■ Work to complete ■
How many of the lines below hold the word "Option"? Answer only with the number.

■ Task inputs ■
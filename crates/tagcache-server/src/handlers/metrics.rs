//! Metrics endpoint handler.

use axum::{extract::State, response::IntoResponse};
use metrics_exporter_prometheus::PrometheusHandle;

/// Handler for the /metrics endpoint.
pub async fn metrics_handler(State(prometheus): State<PrometheusHandle>) -> impl IntoResponse {
    prometheus.render()
}
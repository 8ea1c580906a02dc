//! # tagcache store
//!
//! Backing key-value store abstraction for tagcache.
//!
//! The invalidation layer never owns data itself: payloads, counters and
//! tag metadata all live in a store reached through [`KeyValueStore`].
//!
//! ## Features
//!
//! - Async trait-based store abstraction (strings with expiry, counters, hashes)
//! - `MemoryStore` for tests and single-process deployments
//! - `RedisStore` behind the `redis` cargo feature
//! - `StoreConfig` and [`connect`] to bootstrap a store from configuration
//!
//! ## Example
//!
//! ```ignore
//! use tagcache_store::{connect, StoreConfig};
//!
//! let config = StoreConfig::builder()
//!     .redis("redis://127.0.0.1:6379")
//!     .build()?;
//!
//! let store = connect(&config).await?;
//! store.health_check().await?;
//! ```

pub mod config;
pub mod connector;
pub mod error;
pub mod memory;
#[cfg(feature = "redis")]
pub mod redis_store;
pub mod traits;

// Re-exports
pub use config::{StoreBackend, StoreConfig, StoreConfigBuilder};
pub use connector::connect;
pub use error::StoreError;
pub use memory::MemoryStore;
#[cfg(feature = "redis")]
pub use redis_store::RedisStore;
pub use traits::{KeyValueStore, parse_counter};

// Re-export tagcache_core for consumers
pub use tagcache_core;
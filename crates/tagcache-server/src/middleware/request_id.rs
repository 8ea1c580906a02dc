//! Request correlation IDs.
//!
//! A caller-supplied `x-request-id` is kept when it is non-empty printable
//! ASCII; otherwise a UUID v4 is minted. The ID is echoed on the response
//! and exposed to inner layers and handlers as a [`RequestId`] extension.

use axum::{
    body::Body,
    http::{HeaderMap, HeaderName, HeaderValue, Request},
    middleware::Next,
    response::Response,
};
use uuid::Uuid;

pub const REQUEST_ID_HEADER: HeaderName = HeaderName::from_static("x-request-id");

/// Correlation ID of the request being served.
#[derive(Debug, Clone, PartialEq, Eq)]
pub struct RequestId(String);

impl RequestId {
    /// Reads a usable ID from incoming headers.
    pub fn from_headers(headers: &HeaderMap) -> Option<Self> {
        let raw = headers.get(&REQUEST_ID_HEADER)?.to_str().ok()?;
        (!raw.is_empty()).then(|| Self(raw.to_string()))
    }

    pub fn generate() -> Self {
        Self(Uuid::new_v4().to_string())
    }

    pub fn as_str(&self) -> &str {
        &self.0
    }
}

pub async fn request_id_middleware(mut request: Request<Body>, next: Next) -> Response {
    let id = RequestId::from_headers(request.headers()).unwrap_or_else(RequestId::generate);
    request.extensions_mut().insert(id.clone());

    let mut response = next.run(request).await;

    if let Ok(value) = HeaderValue::from_str(id.as_str()) {
        response.headers_mut().insert(REQUEST_ID_HEADER, value);
    }
    response
}
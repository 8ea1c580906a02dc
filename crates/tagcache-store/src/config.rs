//! Backing store configuration.

use std::time::Duration;

use serde::{Deserialize, Serialize};

use crate::error::StoreError;

/// Which store implementation to connect to.
#[derive(Debug, Clone, Copy, Default, PartialEq, Eq, Serialize, Deserialize)]
#[serde(rename_all = "lowercase")]
pub enum StoreBackend {
    /// In-process map, not shared between processes.
    #[default]
    Memory,
    /// Redis server (requires the `redis` feature).
    Redis,
}

/// Configuration for the backing store connection.
#[derive(Debug, Clone, Serialize, Deserialize)]
pub struct StoreConfig {
    /// Store implementation.
    #[serde(default)]
    backend: StoreBackend,

    /// Connection URL, required for remote backends.
    #[serde(default, skip_serializing_if = "Option::is_none")]
    url: Option<String>,

    /// Timeout for establishing the connection, in seconds.
    #[serde(default = "default_connect_timeout_secs")]
    connect_timeout_secs: u64,
}

fn default_connect_timeout_secs() -> u64 {
    5
}

impl Default for StoreConfig {
    fn default() -> Self {
        Self {
            backend: StoreBackend::Memory,
            url: None,
            connect_timeout_secs: default_connect_timeout_secs(),
        }
    }
}

impl StoreConfig {
    /// Creates a new builder for StoreConfig.
    pub fn builder() -> StoreConfigBuilder {
        StoreConfigBuilder::default()
    }

    /// Configuration for an in-process store.
    pub fn memory() -> Self {
        Self::default()
    }

    /// Returns the backend kind.
    pub fn backend(&self) -> StoreBackend {
        self.backend
    }

    /// Returns the connection URL.
    pub fn url(&self) -> Option<&str> {
        self.url.as_deref()
    }

    /// Returns the connect timeout.
    pub fn connect_timeout(&self) -> Duration {
        Duration::from_secs(self.connect_timeout_secs)
    }

    /// Returns a name for logs: the URL for remote stores, the backend otherwise.
    pub fn endpoint(&self) -> &str {
        match (&self.backend, self.url.as_deref()) {
            (_, Some(url)) => url,
            (StoreBackend::Memory, None) => "memory",
            (StoreBackend::Redis, None) => "redis",
        }
    }

    /// Checks the combination of fields is usable.
    pub fn validate(&self) -> Result<(), StoreError> {
        if self.backend == StoreBackend::Redis && self.url.is_none() {
            return Err(StoreError::InvalidConfig(
                "url is required for the redis backend".to_string(),
            ));
        }
        if self.connect_timeout_secs == 0 {
            return Err(StoreError::InvalidConfig(
                "connect_timeout_secs must be positive".to_string(),
            ));
        }
        Ok(())
    }
}

/// Builder for StoreConfig.
#[derive(Debug, Default)]
pub struct StoreConfigBuilder {
    backend: StoreBackend,
    url: Option<String>,
    connect_timeout: Option<Duration>,
}

impl StoreConfigBuilder {
    /// Sets the backend kind.
    pub fn backend(mut self, backend: StoreBackend) -> Self {
        self.backend = backend;
        self
    }

    /// Uses Redis at the given URL.
    pub fn redis(mut self, url: impl Into<String>) -> Self {
        self.backend = StoreBackend::Redis;
        self.url = Some(url.into());
        self
    }

    /// Sets the connect timeout.
    pub fn connect_timeout(mut self, timeout: Duration) -> Self {
        self.connect_timeout = Some(timeout);
        self
    }

    /// Builds the configuration.
    ///
    /// # Errors
    ///
    /// Returns an error if required fields are missing.
    pub fn build(self) -> Result<StoreConfig, StoreError> {
        let config = StoreConfig {
            backend: self.backend,
            url: self.url,
            connect_timeout_secs: self
                .connect_timeout
                .map(|t| t.as_secs())
                .unwrap_or_else(default_connect_timeout_secs),
        };
        config.validate()?;
        Ok(config)
    }
}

■ Reply to the task ■
6